Researchers have assembled thousands of eukaryotic genomes using Illumina reads, but traditional mate-pair libraries cannot span all repetitive elements, resulting in highly fragmented assemblies. However, both chromosome conformation capture techniques, such as Hi-C and Dovetail Genomics Chicago libraries and long-read sequencing, such as Pacific Biosciences and Oxford Nanopore, help span and resolve repetitive regions and therefore improve genome assemblies. One important livestock species of arid regions that does not have a high-quality contiguous reference genome is the dromedary (Camelus dromedarius). Draft genomes exist but are highly fragmented, and a high-quality reference genome is needed to understand adaptation to desert environments and artificial selection during domestication. Dromedaries are among the last livestock species to have been domesticated, and together with wild and domestic Bactrian camels, they are the only representatives of the Camelini tribe, which highlights their evolutionary significance. Here we describe our efforts to improve the North African dromedary genome. We used Chicago and Hi-C sequencing libraries from Dovetail Genomics to resolve the order of previously assembled contigs, producing almost chromosome-level scaffolds. Remaining gaps were filled with Pacific Biosciences long reads, and then scaffolds were comparatively mapped to chromosomes. Long reads added 99.32 Mbp to the total length of the new assembly. Dovetail Chicago and Hi-C libraries increased the longest scaffold over 12-fold, from 9.71 Mbp to 124.99 Mbp and the scaffold N50 over 50-fold, from 1.48 Mbp to 75.02 Mbp. We demonstrate that Illumina de novo assemblies can be substantially upgraded by combining chromosome conformation capture and long-read sequencing.

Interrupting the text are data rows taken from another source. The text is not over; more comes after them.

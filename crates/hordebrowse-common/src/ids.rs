//! Typed identifier wrappers.
//!
//! Asset ids in the metadata store are opaque strings tagged with a scheme
//! prefix. Only `tree:tiger:` ids carry a fingerprint the resolver can look
//! up; everything else is browsable metadata without fetchable content.

use serde::{Deserialize, Serialize};
use std::fmt;

/// Scheme prefix of identifiers addressable through the resolver.
pub const TREE_TIGER_SCHEME: &str = "tree:tiger:";

/// Identifier of an asset in the metadata store, as produced by a query.
#[derive(Debug, Clone, PartialEq, Eq, Hash, PartialOrd, Ord, Serialize, Deserialize)]
#[serde(transparent)]
pub struct CandidateId(String);

impl CandidateId {
    pub fn new<S: Into<String>>(id: S) -> Self {
        Self(id.into())
    }

    pub fn as_str(&self) -> &str {
        &self.0
    }

    /// The tiger-tree fingerprint carried by this id, if it uses the
    /// `tree:tiger:` scheme and has a non-empty hash part.
    pub fn fingerprint(&self) -> Option<Fingerprint> {
        self.0
            .strip_prefix(TREE_TIGER_SCHEME)
            .filter(|hash| !hash.is_empty())
            .map(Fingerprint::new)
    }
}

impl From<&str> for CandidateId {
    fn from(id: &str) -> Self {
        Self::new(id)
    }
}

impl From<String> for CandidateId {
    fn from(id: String) -> Self {
        Self(id)
    }
}

impl fmt::Display for CandidateId {
    fn fmt(&self, f: &mut fmt::Formatter<'_>) -> fmt::Result {
        write!(f, "{}", self.0)
    }
}

/// Base32-encoded tiger-tree root hash, without the scheme prefix.
#[derive(Debug, Clone, PartialEq, Eq, Hash, Serialize, Deserialize)]
#[serde(transparent)]
pub struct Fingerprint(String);

impl Fingerprint {
    pub fn new<S: Into<String>>(hash: S) -> Self {
        Self(hash.into())
    }

    pub fn as_str(&self) -> &str {
        &self.0
    }

    /// Re-attach the scheme prefix.
    pub fn to_candidate_id(&self) -> CandidateId {
        CandidateId(format!("{TREE_TIGER_SCHEME}{}", self.0))
    }
}

impl fmt::Display for Fingerprint {
    fn fmt(&self, f: &mut fmt::Formatter<'_>) -> fmt::Result {
        write!(f, "{}", self.0)
    }
}

/// Marker distinguishing one query lifetime from the next.
///
/// Every refresh bumps the generation; completions tagged with an older
/// generation are stale and must be dropped.
#[derive(Debug, Clone, Copy, Default, PartialEq, Eq, Hash, PartialOrd, Ord)]
pub struct Generation(u64);

impl Generation {
    #[must_use]
    pub fn next(self) -> Self {
        Self(self.0.wrapping_add(1))
    }

    pub fn get(self) -> u64 {
        self.0
    }
}

impl From<u64> for Generation {
    fn from(value: u64) -> Self {
        Self(value)
    }
}

impl fmt::Display for Generation {
    fn fmt(&self, f: &mut fmt::Formatter<'_>) -> fmt::Result {
        write!(f, "{}", self.0)
    }
}

/// Correlation id of a single request on the resolver connection.
#[derive(Debug, Clone, Copy, PartialEq, Eq, Hash, PartialOrd, Ord, Serialize, Deserialize)]
#[serde(transparent)]
pub struct RequestId(u64);

impl RequestId {
    pub fn get(self) -> u64 {
        self.0
    }
}

impl From<u64> for RequestId {
    fn from(value: u64) -> Self {
        Self(value)
    }
}

impl fmt::Display for RequestId {
    fn fmt(&self, f: &mut fmt::Formatter<'_>) -> fmt::Result {
        write!(f, "#{}", self.0)
    }
}
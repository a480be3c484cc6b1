//! Attribute queries.
//!
//! Key and value listings used to populate the filter bar, plus single
//! attribute lookups used when sorting.

use hordebrowse_common::{CandidateId, Error, Result};
use rusqlite::Connection;

/// Every attribute key in use, with the number of assets carrying it.
pub fn list_keys(conn: &Connection) -> Result<Vec<(String, u64)>> {
    let mut stmt = conn
        .prepare(
            "SELECT key, COUNT(DISTINCT asset_id) FROM attributes
             GROUP BY key ORDER BY key",
        )
        .map_err(|e| Error::database(e.to_string()))?;

    let keys = stmt
        .query_map([], |row| {
            Ok((row.get::<_, String>(0)?, row.get::<_, i64>(1)? as u64))
        })
        .map_err(|e| Error::database(e.to_string()))?
        .collect::<rusqlite::Result<Vec<_>>>()
        .map_err(|e| Error::database(e.to_string()))?;

    Ok(keys)
}

/// Distinct values stored under `key`, sorted.
pub fn list_values(conn: &Connection, key: &str) -> Result<Vec<String>> {
    let mut stmt = conn
        .prepare("SELECT DISTINCT value FROM attributes WHERE key = ? ORDER BY value")
        .map_err(|e| Error::database(e.to_string()))?;

    let values = stmt
        .query_map([key], |row| row.get::<_, String>(0))
        .map_err(|e| Error::database(e.to_string()))?
        .collect::<rusqlite::Result<Vec<_>>>()
        .map_err(|e| Error::database(e.to_string()))?;

    Ok(values)
}

/// Values of one attribute of one asset, or `None` if the asset lacks it.
pub fn get_attr(conn: &Connection, id: &CandidateId, key: &str) -> Result<Option<Vec<String>>> {
    let mut stmt = conn
        .prepare(
            "SELECT value FROM attributes
             WHERE asset_id = ? AND key = ? ORDER BY position",
        )
        .map_err(|e| Error::database(e.to_string()))?;

    let values = stmt
        .query_map([id.as_str(), key], |row| row.get::<_, String>(0))
        .map_err(|e| Error::database(e.to_string()))?
        .collect::<rusqlite::Result<Vec<_>>>()
        .map_err(|e| Error::database(e.to_string()))?;

    Ok(if values.is_empty() { None } else { Some(values) })
}

#[cfg(test)]
mod tests {
    use super::*;
    use crate::models::Record;
    use crate::pool::{get_conn, init_memory_pool};
    use crate::queries::assets::insert_record;
    use chrono::Utc;

    fn seed(conn: &Connection) {
        insert_record(
            conn,
            &Record::new("tree:tiger:A", Utc::now())
                .with_attr("genre", "horror")
                .with_attr("genre", "scifi")
                .with_attr("title", "Alien"),
        )
        .unwrap();
        insert_record(
            conn,
            &Record::new("tree:tiger:B", Utc::now()).with_attr("genre", "crime"),
        )
        .unwrap();
    }

    #[test]
    fn test_list_keys_counts_assets() {
        let pool = init_memory_pool().unwrap();
        let conn = get_conn(&pool).unwrap();
        seed(&conn);

        let keys = list_keys(&conn).unwrap();
        assert_eq!(
            keys,
            vec![("genre".to_string(), 2), ("title".to_string(), 1)]
        );
    }

    #[test]
    fn test_list_values_distinct_sorted() {
        let pool = init_memory_pool().unwrap();
        let conn = get_conn(&pool).unwrap();
        seed(&conn);

        assert_eq!(
            list_values(&conn, "genre").unwrap(),
            vec!["crime", "horror", "scifi"]
        );
        assert!(list_values(&conn, "year").unwrap().is_empty());
    }

    #[test]
    fn test_get_attr() {
        let pool = init_memory_pool().unwrap();
        let conn = get_conn(&pool).unwrap();
        seed(&conn);

        let id = CandidateId::from("tree:tiger:A");
        assert_eq!(
            get_attr(&conn, &id, "title").unwrap(),
            Some(vec!["Alien".to_string()])
        );
        assert_eq!(get_attr(&conn, &id, "year").unwrap(), None);
    }
}
//! CLI end-to-end tests
//!
//! Tests for the hordebrowse command-line interface.

use assert_cmd::Command;
use predicates::prelude::*;
use std::fs;
use std::path::Path;
use tempfile::tempdir;

/// Get a command for the hordebrowse binary
#[allow(deprecated)]
fn hordebrowse_cmd() -> Command {
    Command::cargo_bin("hordebrowse").unwrap()
}

/// Write a config pointing all paths inside `dir`.
fn write_config(dir: &Path, extra: &str) -> std::path::PathBuf {
    let config_path = dir.join("hordebrowse.toml");
    let content = format!(
        r#"
[bithorde]
socket = "{socket}"
fusedir = "{fusedir}"
connect_timeout_secs = 1
{extra}

[database]
path = "{db}"
"#,
        socket = dir.join("bithorde.sock").display(),
        fusedir = dir.display(),
        db = dir.join("db/metadata.db").display(),
    );
    fs::write(&config_path, content).unwrap();
    config_path
}

#[test]
fn test_cli_help_flag() {
    let mut cmd = hordebrowse_cmd();
    cmd.arg("--help")
        .assert()
        .success()
        .stdout(predicate::str::contains("hordebrowse"))
        .stdout(predicate::str::contains("Usage"))
        .stdout(predicate::str::contains("[PATH]"));
}

#[test]
fn test_cli_version_flag() {
    let mut cmd = hordebrowse_cmd();
    cmd.arg("--version")
        .assert()
        .success()
        .stdout(predicate::str::contains("hordebrowse"));
}

#[test]
fn test_cli_rejects_second_path() {
    let mut cmd = hordebrowse_cmd();
    cmd.args(["films", "shows"])
        .assert()
        .failure()
        .stderr(predicate::str::contains("Usage"));
}

#[test]
fn test_cli_rejects_unknown_flag() {
    let mut cmd = hordebrowse_cmd();
    cmd.arg("--verbose")
        .assert()
        .failure()
        .stderr(predicate::str::contains("unexpected argument"));
}

#[test]
fn test_missing_daemon_is_fatal() {
    let dir = tempdir().unwrap();
    let config_path = write_config(dir.path(), "");

    let mut cmd = hordebrowse_cmd();
    cmd.env("HORDEBROWSE_CONFIG", &config_path)
        .write_stdin("quit\n")
        .assert()
        .failure()
        .stderr(predicate::str::contains("bithorde"));

    // The database is created before the resolver is started.
    assert!(dir.path().join("db/metadata.db").exists());
}

#[test]
fn test_invalid_config_is_fatal() {
    let dir = tempdir().unwrap();
    let config_path = write_config(dir.path(), "pressure = 0");

    let mut cmd = hordebrowse_cmd();
    cmd.env("HORDEBROWSE_CONFIG", &config_path)
        .assert()
        .failure()
        .stderr(predicate::str::contains("pressure"));
}

#[test]
fn test_browse_session_against_fake_daemon() {
    use chrono::Utc;
    use hordebrowse_db::{Record, SqliteStore};
    use std::io::{BufRead, BufReader, Write};
    use std::os::unix::net::UnixListener;

    let dir = tempdir().unwrap();
    let config_path = write_config(dir.path(), "pressure = 2");

    fs::create_dir_all(dir.path().join("db")).unwrap();
    let store = SqliteStore::open(&dir.path().join("db/metadata.db").to_string_lossy()).unwrap();
    store
        .insert_record(
            &Record::new("tree:tiger:AAAA", Utc::now())
                .with_attr("title", "Heat")
                .with_attr("genre", "crime"),
        )
        .unwrap();
    drop(store);

    // Answers every lookup with success until the client hangs up.
    let listener = UnixListener::bind(dir.path().join("bithorde.sock")).unwrap();
    let daemon = std::thread::spawn(move || {
        let (stream, _) = listener.accept().unwrap();
        let mut writer = stream.try_clone().unwrap();
        for line in BufReader::new(stream).lines() {
            let Ok(line) = line else { break };
            let request: serde_json::Value = serde_json::from_str(&line).unwrap();
            let response = serde_json::json!({"id": request["id"], "status": "success"});
            if writeln!(writer, "{response}").is_err() {
                break;
            }
        }
    });

    let mut cmd = hordebrowse_cmd();
    cmd.env("HORDEBROWSE_CONFIG", &config_path)
        .write_stdin("rules\nquit\n")
        .assert()
        .success()
        .stdout(predicate::str::contains("-- query 1 --"))
        .stdout(predicate::str::contains("0: -"))
        .stdout(predicate::str::contains("keys: genre(1) title(1)"));

    daemon.join().unwrap();
}
//! Database query operations.
//!
//! Functions take a plain `&Connection` so they compose with pooled
//! connections and transactions alike.

pub mod assets;
pub mod attributes;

研究人员已经使用 Illumina reads 组装了数千个真核生物基因组,但传统的 mate-pair 文库无法跨越所有重复元件,导致组装结果高度碎片化。然而,包括 Hi-C 和 Dovetail Genomics Chicago 文库在内的染色体构象捕获技术,以及 Pacific Biosciences 和 Oxford Nanopore 在内的长读测序技术,都有助于跨越和解决重复区域,从而改善基因组组装。干旱地区有一种重要的家畜物种——单峰驼(Camelus dromedarius),但它没有高质量的连续参考基因组。目前虽然有基因组草图,但它们高度碎片化,需要高质量的参考基因组来了解单峰驼对沙漠环境的适应以及在驯化过程中的人工选择。单峰驼是最后一批被驯化的家畜之一,与野生和家养双峰驼一起,它们是 Camelini 部落的唯一代表,这凸显了它们的进化意义。在这里,我们描述了我们改进北非单峰驼基因组的努力。我们使用 Dovetail Genomics 的 Chicago 和 Hi-C 测序文库来确定先前组装的 contigs 的顺序,生成了几乎染色体级别的支架。利用 Pacific Biosciences 的长读序列填补了剩余的缺口,然后将支架与染色体进行比较映射。长读序列为新组装体的总长度增加了 99.32 Mbp。Dovetail Chicago 和 Hi-C 文库将最长支架的长度增加了 12 倍以上,从 9.71 Mbp 增加到 124.99 Mbp,支架 N50 增加了 50 多倍,从 1.48 Mbp 增加到 75.02 Mbp。我们证明,通过结合染色体构象捕获和长读测序,可以显著升级 Illumina 从头组装。